» **Source data**:
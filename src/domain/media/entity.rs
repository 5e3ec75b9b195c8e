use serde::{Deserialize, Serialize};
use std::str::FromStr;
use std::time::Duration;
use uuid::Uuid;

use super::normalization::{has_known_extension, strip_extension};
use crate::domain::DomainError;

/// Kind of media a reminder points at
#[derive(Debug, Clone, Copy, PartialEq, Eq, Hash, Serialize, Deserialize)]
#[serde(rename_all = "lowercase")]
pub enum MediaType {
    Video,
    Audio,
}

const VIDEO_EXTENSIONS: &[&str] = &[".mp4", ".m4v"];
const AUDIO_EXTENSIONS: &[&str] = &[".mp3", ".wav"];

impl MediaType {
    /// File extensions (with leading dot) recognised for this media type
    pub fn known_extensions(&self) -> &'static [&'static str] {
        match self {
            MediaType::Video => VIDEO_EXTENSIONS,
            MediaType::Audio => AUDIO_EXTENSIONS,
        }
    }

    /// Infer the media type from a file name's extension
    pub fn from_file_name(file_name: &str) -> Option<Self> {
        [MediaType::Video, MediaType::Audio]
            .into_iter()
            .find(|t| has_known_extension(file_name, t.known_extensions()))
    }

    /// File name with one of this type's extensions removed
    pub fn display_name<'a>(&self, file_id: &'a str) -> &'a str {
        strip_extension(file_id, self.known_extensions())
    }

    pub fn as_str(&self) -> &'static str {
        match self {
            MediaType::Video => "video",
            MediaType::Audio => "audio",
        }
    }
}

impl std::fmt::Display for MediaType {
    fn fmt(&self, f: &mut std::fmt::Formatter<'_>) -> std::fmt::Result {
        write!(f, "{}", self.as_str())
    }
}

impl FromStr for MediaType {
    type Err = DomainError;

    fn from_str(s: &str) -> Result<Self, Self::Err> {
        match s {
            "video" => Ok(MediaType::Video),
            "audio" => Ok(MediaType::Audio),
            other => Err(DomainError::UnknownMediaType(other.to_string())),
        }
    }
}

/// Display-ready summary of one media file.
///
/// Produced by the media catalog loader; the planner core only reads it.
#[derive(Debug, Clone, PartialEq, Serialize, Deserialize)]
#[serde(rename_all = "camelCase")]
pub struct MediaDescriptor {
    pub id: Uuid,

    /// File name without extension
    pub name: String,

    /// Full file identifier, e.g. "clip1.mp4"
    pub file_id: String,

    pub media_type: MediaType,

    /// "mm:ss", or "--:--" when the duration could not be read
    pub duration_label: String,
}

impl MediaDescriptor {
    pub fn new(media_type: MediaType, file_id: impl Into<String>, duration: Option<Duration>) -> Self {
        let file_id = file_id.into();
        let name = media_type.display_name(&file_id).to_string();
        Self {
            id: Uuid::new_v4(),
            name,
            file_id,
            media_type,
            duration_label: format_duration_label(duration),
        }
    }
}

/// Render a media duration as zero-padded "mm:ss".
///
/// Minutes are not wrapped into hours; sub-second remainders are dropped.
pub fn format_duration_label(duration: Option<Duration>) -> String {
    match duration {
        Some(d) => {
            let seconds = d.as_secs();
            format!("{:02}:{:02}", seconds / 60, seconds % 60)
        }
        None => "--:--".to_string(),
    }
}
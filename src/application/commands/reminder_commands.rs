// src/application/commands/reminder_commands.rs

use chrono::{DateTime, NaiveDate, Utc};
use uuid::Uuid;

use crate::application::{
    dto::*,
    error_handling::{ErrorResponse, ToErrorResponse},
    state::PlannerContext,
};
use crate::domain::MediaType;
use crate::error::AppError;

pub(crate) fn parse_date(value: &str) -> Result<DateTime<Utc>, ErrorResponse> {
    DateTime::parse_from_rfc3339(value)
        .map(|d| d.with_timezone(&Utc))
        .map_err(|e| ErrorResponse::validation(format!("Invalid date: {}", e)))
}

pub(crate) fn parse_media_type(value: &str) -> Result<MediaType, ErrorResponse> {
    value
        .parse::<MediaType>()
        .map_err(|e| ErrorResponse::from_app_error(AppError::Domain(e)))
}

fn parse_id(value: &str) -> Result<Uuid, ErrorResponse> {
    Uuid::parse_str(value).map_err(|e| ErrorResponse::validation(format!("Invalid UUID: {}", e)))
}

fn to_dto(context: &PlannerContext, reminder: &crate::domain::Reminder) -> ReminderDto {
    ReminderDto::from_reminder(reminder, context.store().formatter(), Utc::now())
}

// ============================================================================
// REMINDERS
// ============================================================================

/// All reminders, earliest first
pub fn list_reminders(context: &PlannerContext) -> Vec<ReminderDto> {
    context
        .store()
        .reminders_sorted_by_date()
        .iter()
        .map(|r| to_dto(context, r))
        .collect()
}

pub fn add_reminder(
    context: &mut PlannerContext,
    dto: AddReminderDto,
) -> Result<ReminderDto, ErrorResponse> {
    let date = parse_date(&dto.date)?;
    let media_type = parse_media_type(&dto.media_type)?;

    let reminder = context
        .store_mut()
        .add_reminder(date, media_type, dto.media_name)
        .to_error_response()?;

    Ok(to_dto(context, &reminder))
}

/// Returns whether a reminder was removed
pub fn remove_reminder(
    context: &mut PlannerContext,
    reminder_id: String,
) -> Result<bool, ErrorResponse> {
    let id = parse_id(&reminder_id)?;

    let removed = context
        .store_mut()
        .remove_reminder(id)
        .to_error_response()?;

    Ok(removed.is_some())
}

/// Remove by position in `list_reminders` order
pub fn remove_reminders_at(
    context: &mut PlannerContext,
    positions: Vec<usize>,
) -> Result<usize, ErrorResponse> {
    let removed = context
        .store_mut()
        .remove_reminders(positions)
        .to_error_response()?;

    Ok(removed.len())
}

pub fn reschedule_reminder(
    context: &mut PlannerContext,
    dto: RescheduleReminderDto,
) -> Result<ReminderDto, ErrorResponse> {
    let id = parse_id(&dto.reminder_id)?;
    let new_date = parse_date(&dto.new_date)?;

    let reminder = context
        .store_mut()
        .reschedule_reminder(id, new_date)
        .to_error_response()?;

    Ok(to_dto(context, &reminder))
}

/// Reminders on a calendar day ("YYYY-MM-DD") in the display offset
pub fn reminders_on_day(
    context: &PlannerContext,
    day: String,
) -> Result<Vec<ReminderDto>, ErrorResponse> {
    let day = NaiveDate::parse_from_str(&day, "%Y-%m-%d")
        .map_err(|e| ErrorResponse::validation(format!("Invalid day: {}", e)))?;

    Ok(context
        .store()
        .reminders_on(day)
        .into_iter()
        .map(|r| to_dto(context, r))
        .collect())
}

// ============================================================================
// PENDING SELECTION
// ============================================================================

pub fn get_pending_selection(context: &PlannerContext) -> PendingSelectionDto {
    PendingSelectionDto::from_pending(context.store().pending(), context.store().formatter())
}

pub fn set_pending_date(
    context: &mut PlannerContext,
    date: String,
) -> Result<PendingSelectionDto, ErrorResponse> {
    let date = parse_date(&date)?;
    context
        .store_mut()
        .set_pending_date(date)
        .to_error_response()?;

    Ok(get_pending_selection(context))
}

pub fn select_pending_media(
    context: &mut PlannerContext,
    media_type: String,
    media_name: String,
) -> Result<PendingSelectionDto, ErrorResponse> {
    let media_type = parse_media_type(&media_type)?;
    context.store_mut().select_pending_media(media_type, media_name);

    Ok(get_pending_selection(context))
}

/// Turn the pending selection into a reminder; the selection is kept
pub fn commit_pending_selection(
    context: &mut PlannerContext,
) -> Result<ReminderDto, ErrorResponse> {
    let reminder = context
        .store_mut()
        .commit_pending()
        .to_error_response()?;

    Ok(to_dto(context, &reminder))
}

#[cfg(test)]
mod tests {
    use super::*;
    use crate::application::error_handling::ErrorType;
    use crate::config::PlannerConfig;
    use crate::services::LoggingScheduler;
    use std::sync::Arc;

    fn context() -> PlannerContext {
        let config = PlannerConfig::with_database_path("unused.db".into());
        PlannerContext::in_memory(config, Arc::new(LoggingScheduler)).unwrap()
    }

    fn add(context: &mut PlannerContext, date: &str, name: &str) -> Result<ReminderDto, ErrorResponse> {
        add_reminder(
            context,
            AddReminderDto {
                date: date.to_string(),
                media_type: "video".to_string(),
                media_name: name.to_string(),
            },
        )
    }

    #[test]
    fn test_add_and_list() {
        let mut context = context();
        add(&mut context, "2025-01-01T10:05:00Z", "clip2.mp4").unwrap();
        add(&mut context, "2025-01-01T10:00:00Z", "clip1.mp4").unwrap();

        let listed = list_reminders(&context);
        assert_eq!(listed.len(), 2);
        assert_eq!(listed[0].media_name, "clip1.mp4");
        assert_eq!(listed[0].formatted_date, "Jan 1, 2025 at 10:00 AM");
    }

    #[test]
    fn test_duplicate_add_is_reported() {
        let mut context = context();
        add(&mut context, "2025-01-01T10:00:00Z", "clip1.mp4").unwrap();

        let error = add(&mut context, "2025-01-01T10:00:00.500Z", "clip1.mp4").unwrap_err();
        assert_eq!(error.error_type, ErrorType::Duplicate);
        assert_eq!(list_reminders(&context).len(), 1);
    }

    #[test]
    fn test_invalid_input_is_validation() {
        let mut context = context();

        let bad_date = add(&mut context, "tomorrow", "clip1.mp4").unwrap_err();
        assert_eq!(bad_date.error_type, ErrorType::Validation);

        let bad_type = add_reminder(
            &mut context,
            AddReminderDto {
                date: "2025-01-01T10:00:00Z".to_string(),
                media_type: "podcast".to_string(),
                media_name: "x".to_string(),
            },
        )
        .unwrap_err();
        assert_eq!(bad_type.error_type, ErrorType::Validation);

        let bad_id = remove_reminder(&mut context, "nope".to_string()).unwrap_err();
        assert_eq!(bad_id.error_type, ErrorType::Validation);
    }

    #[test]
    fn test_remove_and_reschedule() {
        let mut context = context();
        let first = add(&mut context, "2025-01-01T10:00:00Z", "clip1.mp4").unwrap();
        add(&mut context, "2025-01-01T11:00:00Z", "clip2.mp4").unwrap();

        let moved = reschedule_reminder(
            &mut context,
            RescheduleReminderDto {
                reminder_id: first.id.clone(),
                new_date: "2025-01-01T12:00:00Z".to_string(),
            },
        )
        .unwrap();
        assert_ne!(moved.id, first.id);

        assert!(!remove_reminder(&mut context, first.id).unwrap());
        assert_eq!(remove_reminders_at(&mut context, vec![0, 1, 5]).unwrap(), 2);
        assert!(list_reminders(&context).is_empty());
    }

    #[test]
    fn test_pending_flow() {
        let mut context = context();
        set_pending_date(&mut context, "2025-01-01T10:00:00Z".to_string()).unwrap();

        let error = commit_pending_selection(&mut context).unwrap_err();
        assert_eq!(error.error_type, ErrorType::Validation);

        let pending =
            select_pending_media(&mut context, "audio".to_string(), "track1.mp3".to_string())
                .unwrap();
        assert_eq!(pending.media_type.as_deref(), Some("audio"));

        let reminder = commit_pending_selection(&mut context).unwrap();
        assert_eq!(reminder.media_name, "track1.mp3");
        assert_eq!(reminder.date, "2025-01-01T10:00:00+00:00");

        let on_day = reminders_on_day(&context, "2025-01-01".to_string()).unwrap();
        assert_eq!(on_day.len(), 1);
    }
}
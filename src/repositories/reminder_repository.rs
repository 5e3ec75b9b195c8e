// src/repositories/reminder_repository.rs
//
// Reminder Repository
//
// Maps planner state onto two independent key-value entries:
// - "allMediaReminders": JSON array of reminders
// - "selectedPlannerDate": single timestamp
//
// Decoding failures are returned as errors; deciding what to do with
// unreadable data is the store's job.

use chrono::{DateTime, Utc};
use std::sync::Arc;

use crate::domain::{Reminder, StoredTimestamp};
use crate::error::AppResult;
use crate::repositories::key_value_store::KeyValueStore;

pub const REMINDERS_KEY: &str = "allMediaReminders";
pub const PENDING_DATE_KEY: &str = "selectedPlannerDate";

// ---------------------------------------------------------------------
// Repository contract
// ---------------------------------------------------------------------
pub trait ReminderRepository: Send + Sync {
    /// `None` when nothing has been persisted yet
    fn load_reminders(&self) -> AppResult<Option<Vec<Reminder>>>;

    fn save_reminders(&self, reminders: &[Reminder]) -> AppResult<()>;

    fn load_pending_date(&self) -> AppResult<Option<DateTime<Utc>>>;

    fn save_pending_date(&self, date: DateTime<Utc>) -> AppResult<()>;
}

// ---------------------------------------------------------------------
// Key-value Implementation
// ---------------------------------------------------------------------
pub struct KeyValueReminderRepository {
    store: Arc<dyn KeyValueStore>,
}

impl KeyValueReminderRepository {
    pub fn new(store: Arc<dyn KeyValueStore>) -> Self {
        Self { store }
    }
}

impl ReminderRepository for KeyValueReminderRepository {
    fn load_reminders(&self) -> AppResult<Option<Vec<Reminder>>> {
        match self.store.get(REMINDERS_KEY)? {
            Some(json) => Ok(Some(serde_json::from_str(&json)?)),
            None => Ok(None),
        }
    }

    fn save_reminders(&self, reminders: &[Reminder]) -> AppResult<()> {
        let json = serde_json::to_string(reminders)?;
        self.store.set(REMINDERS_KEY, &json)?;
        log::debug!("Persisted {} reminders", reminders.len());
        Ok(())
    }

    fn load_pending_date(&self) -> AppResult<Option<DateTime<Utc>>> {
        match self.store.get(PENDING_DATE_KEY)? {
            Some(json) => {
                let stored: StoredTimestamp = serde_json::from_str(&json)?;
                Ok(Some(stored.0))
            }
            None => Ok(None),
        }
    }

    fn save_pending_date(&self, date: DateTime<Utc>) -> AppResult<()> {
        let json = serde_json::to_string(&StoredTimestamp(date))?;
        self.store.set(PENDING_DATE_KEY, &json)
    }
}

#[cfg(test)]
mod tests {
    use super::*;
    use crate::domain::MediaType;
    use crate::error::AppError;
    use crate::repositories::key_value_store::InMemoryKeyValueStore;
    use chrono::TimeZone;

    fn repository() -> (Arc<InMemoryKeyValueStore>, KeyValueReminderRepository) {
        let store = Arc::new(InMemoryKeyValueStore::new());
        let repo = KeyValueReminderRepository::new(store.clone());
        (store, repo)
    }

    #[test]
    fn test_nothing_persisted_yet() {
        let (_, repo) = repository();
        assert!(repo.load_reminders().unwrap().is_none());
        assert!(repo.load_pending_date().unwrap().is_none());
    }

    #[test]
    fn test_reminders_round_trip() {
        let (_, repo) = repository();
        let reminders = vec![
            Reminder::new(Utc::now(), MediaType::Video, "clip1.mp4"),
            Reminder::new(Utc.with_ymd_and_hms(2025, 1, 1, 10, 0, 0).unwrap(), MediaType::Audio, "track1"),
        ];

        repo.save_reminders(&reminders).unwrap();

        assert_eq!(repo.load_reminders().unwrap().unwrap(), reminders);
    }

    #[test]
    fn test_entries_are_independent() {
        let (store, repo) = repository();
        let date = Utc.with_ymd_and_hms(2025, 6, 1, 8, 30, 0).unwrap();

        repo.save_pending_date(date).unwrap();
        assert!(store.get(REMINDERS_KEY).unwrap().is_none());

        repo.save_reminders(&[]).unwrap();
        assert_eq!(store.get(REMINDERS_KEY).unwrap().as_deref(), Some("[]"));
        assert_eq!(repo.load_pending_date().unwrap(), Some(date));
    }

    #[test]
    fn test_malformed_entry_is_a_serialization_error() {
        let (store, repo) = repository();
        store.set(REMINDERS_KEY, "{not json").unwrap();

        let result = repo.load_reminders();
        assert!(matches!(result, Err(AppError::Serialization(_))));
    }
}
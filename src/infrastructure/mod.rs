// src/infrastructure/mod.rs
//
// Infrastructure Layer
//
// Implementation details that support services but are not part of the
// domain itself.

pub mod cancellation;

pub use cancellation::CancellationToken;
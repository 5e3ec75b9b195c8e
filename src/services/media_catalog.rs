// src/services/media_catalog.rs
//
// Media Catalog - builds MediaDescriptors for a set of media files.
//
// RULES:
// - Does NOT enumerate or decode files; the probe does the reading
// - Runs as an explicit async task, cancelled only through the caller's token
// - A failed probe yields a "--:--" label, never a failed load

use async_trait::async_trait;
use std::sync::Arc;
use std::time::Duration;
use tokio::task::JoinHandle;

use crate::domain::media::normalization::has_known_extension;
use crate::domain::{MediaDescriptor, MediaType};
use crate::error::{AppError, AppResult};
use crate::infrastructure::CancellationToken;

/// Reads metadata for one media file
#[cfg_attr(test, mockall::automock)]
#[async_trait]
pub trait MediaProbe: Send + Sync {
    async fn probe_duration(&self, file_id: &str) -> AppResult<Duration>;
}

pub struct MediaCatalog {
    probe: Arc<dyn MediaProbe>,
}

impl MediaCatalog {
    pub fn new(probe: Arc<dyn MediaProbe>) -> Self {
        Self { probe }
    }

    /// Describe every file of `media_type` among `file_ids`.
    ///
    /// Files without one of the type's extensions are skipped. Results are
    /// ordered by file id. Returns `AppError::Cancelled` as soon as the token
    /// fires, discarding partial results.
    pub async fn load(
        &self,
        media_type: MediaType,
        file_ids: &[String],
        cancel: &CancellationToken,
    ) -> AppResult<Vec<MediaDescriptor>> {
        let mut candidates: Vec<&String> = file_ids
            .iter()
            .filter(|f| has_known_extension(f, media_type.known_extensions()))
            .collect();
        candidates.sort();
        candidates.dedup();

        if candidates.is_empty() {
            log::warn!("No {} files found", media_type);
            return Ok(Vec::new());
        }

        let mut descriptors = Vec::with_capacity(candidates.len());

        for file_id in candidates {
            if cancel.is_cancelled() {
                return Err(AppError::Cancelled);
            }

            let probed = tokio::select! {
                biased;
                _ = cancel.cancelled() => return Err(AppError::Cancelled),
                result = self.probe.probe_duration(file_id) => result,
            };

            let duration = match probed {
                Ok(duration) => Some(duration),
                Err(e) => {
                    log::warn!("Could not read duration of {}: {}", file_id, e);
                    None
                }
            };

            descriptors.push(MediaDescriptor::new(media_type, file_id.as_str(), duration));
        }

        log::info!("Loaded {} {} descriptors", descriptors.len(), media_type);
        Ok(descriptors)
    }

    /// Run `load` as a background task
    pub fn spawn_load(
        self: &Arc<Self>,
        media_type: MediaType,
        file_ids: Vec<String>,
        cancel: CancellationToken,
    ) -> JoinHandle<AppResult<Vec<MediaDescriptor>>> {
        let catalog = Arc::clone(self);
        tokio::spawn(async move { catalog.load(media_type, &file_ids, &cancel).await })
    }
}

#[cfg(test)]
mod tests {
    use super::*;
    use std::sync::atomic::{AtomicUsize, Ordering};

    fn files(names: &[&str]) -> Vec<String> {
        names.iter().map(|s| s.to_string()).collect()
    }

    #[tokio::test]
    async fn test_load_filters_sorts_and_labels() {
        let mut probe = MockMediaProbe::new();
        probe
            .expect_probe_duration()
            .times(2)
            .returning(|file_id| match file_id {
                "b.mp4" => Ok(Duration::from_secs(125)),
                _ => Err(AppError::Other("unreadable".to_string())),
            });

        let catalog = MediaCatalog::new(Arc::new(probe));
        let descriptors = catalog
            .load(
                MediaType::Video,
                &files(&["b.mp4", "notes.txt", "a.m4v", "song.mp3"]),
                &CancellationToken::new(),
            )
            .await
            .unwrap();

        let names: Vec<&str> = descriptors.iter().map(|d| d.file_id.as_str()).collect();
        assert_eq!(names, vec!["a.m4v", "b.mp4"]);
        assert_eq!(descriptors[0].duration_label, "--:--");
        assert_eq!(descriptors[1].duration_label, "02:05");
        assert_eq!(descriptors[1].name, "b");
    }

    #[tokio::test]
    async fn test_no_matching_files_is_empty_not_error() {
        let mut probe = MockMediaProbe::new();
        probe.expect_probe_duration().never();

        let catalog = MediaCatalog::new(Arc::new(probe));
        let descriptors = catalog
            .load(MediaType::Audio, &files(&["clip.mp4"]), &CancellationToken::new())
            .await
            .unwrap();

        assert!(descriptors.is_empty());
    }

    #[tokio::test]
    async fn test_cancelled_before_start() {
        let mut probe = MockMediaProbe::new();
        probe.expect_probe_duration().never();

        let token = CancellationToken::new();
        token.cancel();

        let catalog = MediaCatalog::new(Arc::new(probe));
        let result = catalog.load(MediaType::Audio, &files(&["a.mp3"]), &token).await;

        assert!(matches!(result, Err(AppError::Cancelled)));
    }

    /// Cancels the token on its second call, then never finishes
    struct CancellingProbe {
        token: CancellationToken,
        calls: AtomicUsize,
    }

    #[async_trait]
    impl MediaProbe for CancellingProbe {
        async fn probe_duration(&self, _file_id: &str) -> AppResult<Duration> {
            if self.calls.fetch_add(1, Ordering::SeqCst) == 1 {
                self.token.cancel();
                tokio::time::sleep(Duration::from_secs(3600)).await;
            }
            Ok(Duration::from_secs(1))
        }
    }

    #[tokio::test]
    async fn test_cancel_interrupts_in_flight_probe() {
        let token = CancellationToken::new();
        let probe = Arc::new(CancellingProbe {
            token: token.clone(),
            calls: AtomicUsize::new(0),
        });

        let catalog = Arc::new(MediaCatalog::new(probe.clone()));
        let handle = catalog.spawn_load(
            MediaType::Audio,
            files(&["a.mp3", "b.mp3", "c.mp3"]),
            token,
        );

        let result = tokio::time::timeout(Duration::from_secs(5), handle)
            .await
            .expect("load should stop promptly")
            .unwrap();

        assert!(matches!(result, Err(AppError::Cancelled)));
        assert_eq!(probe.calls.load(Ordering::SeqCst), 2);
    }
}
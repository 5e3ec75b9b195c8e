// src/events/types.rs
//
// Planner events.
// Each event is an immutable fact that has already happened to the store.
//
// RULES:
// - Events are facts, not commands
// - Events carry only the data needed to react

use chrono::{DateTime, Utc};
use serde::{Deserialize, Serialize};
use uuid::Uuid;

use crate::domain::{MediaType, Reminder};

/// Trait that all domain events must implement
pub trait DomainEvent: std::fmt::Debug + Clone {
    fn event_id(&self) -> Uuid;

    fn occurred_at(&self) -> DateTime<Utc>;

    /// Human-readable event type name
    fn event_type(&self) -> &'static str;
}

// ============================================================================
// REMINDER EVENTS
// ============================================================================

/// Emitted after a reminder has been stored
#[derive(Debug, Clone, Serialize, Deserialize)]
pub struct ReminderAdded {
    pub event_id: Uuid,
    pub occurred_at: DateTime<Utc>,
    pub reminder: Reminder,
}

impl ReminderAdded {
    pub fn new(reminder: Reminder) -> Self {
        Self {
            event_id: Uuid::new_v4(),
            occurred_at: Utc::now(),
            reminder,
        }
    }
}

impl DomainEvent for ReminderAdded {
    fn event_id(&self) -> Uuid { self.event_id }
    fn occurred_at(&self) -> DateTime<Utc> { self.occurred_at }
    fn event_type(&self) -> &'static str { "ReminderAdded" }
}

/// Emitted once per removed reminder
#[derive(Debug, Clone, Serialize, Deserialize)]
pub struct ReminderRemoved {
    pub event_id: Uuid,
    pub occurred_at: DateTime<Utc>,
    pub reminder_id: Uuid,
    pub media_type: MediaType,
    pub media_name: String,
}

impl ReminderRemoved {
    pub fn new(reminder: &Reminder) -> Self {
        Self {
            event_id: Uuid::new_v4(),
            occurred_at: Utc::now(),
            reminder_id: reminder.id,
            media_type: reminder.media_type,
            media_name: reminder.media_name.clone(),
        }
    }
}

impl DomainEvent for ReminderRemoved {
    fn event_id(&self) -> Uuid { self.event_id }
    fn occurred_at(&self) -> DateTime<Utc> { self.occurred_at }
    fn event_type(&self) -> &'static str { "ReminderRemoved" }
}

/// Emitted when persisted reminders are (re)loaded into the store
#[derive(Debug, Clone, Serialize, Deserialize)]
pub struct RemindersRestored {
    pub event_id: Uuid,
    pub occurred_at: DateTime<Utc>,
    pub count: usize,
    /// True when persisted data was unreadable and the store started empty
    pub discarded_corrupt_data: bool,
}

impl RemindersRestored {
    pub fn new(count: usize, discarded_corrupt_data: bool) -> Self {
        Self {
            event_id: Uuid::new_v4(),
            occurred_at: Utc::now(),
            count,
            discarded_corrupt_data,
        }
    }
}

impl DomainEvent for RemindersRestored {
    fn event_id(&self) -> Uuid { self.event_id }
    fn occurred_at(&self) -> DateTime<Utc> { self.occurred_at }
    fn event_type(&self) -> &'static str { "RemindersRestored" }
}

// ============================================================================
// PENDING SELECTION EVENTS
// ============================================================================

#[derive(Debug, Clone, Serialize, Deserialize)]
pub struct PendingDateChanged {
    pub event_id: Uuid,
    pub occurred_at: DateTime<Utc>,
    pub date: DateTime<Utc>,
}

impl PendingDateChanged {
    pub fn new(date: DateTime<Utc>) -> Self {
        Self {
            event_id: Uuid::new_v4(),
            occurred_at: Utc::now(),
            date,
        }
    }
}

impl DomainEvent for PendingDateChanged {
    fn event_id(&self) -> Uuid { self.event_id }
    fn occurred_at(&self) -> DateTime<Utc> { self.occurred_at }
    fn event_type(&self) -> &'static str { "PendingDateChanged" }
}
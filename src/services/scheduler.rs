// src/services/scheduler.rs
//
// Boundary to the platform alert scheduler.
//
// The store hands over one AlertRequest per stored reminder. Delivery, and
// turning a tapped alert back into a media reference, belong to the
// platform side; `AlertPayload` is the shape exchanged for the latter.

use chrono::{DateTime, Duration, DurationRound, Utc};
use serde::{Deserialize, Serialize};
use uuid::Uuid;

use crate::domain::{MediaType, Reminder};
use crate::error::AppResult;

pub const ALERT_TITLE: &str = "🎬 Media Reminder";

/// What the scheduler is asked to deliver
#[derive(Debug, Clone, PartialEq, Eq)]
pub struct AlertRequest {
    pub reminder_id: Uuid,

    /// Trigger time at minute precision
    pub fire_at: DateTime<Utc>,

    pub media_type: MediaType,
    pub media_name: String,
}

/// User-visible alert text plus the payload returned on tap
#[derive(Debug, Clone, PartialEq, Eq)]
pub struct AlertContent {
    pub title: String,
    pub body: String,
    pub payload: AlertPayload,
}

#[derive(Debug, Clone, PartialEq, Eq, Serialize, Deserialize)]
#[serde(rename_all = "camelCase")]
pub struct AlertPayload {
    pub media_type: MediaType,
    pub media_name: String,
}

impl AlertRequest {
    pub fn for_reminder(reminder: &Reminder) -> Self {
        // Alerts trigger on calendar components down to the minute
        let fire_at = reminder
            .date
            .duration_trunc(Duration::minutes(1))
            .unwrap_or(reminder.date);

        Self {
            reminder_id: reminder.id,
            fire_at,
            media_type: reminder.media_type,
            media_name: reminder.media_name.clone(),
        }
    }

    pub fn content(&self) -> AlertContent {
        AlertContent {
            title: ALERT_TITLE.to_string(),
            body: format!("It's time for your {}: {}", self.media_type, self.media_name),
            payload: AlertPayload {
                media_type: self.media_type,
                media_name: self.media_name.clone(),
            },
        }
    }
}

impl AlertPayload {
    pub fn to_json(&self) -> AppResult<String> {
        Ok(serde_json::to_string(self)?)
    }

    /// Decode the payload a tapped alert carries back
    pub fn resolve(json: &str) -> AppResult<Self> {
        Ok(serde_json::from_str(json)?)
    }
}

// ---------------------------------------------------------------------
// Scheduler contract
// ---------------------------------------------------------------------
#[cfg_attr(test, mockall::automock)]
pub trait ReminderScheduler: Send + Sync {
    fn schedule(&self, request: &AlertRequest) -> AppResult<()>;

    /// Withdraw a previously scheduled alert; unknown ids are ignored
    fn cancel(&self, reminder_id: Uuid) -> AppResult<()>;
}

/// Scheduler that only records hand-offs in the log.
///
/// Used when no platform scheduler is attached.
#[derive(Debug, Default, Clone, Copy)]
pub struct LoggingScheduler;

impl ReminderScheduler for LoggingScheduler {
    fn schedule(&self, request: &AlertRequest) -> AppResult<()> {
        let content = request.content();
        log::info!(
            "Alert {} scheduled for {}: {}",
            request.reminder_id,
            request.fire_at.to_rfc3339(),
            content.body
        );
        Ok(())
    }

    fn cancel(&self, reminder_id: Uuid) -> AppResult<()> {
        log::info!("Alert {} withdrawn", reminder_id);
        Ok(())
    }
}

» **Problem statement**:
Produce only the lines from the line containing "fn add(context: &mut" through the line containing "assert_eq!(listed.len(), 2);", inclusive of both, exactly as they stand in the entries above.

» **Result of the exercise**:
    fn add(context: &mut PlannerContext, date: &str, name: &str) -> Result<ReminderDto, ErrorResponse> {
        add_reminder(
            context,
            AddReminderDto {
                date: date.to_string(),
                media_type: "video".to_string(),
                media_name: name.to_string(),
            },
        )
    }

    #[test]
    fn test_add_and_list() {
        let mut context = context();
        add(&mut context, "2025-01-01T10:05:00Z", "clip2.mp4").unwrap();
        add(&mut context, "2025-01-01T10:00:00Z", "clip1.mp4").unwrap();

        let listed = list_reminders(&context);
        assert_eq!(listed.len(), 2);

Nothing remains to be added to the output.